### WORK REQUIRED
Start at the line below containing "exactly once, under" and stop at the line containing "inner.completion = None;". Repeat every line of that stretch exactly, and nothing outside it.

_____

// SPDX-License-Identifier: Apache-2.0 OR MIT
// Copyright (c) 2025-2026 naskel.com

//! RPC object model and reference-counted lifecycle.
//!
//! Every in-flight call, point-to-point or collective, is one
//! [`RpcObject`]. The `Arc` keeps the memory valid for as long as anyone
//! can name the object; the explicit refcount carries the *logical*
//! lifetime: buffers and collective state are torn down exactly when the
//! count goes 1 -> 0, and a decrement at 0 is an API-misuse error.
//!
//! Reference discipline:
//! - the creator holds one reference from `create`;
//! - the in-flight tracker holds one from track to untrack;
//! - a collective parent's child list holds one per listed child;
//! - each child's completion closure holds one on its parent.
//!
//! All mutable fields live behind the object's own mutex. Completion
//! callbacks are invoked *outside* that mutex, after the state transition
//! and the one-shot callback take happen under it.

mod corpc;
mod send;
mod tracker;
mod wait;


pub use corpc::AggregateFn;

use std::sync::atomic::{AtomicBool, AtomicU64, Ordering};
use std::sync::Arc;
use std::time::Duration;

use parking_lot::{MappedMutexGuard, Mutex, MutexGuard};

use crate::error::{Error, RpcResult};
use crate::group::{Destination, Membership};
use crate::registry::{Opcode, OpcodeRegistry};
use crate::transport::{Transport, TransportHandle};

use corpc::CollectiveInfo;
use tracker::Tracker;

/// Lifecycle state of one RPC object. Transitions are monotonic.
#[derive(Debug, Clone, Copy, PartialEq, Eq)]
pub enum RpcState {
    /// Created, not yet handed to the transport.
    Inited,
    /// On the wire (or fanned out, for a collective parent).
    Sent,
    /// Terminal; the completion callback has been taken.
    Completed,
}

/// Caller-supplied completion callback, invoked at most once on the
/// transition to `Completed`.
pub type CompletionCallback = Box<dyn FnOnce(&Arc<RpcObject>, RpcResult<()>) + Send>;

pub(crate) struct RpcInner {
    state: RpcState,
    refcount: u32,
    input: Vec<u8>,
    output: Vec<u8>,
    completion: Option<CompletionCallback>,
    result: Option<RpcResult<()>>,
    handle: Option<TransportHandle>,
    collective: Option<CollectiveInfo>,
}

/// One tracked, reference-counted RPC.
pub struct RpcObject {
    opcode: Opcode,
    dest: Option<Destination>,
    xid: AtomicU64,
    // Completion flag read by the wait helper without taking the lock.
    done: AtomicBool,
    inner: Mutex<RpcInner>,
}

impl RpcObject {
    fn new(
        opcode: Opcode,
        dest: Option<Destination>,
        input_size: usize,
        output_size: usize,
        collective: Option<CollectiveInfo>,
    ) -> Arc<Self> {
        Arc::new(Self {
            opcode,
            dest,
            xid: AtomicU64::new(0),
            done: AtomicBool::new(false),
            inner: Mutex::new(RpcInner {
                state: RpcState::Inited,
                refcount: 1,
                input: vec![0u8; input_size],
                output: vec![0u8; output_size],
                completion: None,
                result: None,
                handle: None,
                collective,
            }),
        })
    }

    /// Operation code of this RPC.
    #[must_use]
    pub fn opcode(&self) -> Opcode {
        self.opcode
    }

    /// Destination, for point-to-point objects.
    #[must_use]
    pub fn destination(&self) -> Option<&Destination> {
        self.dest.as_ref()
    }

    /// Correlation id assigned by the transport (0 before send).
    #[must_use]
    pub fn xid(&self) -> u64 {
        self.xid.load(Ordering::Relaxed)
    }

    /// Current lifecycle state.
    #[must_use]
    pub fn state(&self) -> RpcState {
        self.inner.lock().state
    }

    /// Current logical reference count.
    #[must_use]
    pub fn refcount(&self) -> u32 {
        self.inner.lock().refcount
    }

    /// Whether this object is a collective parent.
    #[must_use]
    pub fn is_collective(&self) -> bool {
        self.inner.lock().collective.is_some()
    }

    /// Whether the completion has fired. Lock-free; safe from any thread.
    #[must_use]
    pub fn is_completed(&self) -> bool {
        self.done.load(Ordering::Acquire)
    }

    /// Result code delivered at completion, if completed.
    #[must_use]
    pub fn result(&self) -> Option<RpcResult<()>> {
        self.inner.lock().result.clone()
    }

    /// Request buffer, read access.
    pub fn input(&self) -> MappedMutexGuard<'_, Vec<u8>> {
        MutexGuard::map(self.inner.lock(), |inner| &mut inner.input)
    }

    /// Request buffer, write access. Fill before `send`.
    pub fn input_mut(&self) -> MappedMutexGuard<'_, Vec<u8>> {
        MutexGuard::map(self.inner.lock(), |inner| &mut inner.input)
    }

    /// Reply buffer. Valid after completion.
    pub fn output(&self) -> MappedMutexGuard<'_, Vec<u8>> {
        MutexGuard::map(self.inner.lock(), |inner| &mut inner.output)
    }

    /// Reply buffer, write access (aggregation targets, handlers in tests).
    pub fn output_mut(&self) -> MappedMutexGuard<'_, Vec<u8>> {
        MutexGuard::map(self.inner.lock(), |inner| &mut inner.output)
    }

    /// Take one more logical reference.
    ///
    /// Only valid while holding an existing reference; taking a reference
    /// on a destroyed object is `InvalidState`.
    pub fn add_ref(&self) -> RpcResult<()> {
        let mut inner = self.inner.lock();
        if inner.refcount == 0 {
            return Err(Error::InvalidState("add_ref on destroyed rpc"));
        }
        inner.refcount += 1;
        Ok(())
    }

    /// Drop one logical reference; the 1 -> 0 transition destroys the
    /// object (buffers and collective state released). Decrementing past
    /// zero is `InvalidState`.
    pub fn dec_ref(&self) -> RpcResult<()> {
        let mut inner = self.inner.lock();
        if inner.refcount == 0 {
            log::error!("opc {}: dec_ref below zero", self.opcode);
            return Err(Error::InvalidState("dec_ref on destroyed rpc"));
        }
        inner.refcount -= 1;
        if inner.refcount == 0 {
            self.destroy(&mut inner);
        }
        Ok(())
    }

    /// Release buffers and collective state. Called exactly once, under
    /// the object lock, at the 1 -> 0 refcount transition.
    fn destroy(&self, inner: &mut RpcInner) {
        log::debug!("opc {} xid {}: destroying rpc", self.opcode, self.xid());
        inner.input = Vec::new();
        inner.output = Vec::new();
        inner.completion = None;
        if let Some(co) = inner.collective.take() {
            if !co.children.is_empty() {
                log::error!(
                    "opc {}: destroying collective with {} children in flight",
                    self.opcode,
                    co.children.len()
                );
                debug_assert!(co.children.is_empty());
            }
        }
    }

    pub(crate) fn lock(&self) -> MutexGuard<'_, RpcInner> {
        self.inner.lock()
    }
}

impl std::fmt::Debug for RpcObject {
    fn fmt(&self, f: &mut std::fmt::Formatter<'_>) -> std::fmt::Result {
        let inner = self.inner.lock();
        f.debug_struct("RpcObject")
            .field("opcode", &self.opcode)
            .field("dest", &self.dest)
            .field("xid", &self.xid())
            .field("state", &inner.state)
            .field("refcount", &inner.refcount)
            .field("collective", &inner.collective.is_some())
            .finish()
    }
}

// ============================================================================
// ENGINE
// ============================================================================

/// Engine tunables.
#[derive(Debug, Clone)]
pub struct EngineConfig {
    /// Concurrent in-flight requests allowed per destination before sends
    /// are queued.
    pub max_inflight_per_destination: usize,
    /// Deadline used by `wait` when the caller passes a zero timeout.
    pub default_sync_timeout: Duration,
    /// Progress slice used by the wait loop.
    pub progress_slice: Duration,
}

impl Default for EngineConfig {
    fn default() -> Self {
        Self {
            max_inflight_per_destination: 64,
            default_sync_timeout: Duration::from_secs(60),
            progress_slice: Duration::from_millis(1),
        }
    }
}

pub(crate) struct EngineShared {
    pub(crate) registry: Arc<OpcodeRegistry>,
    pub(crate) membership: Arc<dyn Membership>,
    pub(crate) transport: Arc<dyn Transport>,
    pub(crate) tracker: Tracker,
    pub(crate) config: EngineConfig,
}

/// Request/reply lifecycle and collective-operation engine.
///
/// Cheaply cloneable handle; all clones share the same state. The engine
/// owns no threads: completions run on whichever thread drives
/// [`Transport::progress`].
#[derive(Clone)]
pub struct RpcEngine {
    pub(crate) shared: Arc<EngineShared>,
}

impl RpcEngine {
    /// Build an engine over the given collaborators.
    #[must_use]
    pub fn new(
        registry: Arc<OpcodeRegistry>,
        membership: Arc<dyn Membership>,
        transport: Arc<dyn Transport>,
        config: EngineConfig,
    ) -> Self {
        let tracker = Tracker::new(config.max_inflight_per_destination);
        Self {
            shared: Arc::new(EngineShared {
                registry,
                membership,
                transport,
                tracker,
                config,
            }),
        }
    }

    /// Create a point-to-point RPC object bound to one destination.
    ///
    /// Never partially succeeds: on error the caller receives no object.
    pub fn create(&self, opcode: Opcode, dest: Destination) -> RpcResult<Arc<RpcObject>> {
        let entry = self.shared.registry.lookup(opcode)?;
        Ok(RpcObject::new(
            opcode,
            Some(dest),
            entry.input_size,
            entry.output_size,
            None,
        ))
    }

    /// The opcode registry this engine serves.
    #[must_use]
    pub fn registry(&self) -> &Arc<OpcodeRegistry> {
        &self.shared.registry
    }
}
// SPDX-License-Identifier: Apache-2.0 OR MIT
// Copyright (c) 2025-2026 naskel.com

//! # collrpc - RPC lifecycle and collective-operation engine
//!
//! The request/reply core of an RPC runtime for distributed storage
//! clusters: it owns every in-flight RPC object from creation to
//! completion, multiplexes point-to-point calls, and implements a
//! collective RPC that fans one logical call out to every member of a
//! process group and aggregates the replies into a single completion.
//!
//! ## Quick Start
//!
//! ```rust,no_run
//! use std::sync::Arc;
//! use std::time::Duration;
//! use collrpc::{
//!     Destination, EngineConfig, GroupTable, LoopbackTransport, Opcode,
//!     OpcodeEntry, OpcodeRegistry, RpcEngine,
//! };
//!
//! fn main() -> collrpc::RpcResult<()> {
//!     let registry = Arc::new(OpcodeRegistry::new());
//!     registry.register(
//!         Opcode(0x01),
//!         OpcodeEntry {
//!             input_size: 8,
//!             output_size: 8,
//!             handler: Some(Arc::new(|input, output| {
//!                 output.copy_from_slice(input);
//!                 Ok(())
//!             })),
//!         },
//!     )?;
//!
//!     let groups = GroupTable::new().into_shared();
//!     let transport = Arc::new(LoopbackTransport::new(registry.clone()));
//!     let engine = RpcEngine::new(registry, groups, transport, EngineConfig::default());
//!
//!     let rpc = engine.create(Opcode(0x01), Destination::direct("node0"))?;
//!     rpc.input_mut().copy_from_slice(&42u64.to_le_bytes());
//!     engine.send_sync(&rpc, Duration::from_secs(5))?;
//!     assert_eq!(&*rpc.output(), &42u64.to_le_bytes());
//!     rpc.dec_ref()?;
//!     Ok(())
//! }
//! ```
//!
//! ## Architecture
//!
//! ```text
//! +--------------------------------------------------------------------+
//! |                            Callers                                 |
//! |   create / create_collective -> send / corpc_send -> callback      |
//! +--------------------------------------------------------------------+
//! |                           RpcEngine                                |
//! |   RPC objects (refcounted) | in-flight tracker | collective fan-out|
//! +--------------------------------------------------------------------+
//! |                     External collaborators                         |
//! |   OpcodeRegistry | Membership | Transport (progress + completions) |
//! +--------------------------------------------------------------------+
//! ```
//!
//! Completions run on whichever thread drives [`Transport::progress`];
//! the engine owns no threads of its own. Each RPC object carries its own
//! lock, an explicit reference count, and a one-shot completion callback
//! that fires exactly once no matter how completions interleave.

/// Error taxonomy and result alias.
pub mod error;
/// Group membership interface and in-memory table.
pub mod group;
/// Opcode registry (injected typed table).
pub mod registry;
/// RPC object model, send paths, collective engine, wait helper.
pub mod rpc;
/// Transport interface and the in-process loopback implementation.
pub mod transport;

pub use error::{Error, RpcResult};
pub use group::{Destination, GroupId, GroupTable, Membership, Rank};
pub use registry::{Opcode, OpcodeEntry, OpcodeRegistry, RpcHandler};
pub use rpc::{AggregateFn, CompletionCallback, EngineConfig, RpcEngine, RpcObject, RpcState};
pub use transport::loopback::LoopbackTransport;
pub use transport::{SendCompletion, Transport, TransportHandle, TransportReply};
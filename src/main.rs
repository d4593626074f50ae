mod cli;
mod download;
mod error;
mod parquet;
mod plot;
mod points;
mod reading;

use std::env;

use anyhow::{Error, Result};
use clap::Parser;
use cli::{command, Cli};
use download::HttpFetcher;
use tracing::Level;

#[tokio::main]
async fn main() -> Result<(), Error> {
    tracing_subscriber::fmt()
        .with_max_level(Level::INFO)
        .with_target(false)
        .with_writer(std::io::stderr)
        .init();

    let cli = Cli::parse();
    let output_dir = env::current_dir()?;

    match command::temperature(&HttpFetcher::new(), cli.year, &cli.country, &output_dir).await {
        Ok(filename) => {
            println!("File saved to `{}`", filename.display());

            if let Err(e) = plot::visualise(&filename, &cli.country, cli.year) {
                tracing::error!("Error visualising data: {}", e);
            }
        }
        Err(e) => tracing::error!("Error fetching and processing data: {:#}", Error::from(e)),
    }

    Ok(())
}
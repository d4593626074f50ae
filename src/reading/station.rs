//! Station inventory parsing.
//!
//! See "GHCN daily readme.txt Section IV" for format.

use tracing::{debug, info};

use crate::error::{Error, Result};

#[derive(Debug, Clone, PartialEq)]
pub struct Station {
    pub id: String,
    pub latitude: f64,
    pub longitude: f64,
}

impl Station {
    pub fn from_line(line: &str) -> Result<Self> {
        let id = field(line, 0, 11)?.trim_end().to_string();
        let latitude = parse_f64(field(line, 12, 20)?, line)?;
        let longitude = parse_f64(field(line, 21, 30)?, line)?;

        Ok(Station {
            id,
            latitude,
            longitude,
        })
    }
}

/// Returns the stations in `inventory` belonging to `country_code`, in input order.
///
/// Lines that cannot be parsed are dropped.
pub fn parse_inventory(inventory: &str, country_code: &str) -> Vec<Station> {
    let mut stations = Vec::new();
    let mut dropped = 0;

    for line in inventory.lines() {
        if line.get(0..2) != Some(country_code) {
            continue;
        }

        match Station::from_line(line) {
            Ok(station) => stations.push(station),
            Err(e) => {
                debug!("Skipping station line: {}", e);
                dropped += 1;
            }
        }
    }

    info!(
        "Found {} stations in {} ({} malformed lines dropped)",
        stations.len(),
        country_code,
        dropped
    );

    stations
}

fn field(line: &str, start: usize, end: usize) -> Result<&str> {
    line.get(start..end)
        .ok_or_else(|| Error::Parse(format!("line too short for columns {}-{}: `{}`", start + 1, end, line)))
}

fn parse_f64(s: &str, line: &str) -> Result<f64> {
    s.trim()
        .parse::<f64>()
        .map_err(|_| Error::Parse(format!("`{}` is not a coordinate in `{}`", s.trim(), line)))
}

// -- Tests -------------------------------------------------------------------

_____

### YOUR RESPONSE
    /// Release buffers and collective state. Called exactly once, under
    /// the object lock, at the 1 -> 0 refcount transition.
    fn destroy(&self, inner: &mut RpcInner) {
        log::debug!("opc {} xid {}: destroying rpc", self.opcode, self.xid());
        inner.input = Vec::new();
        inner.output = Vec::new();
        inner.completion = None;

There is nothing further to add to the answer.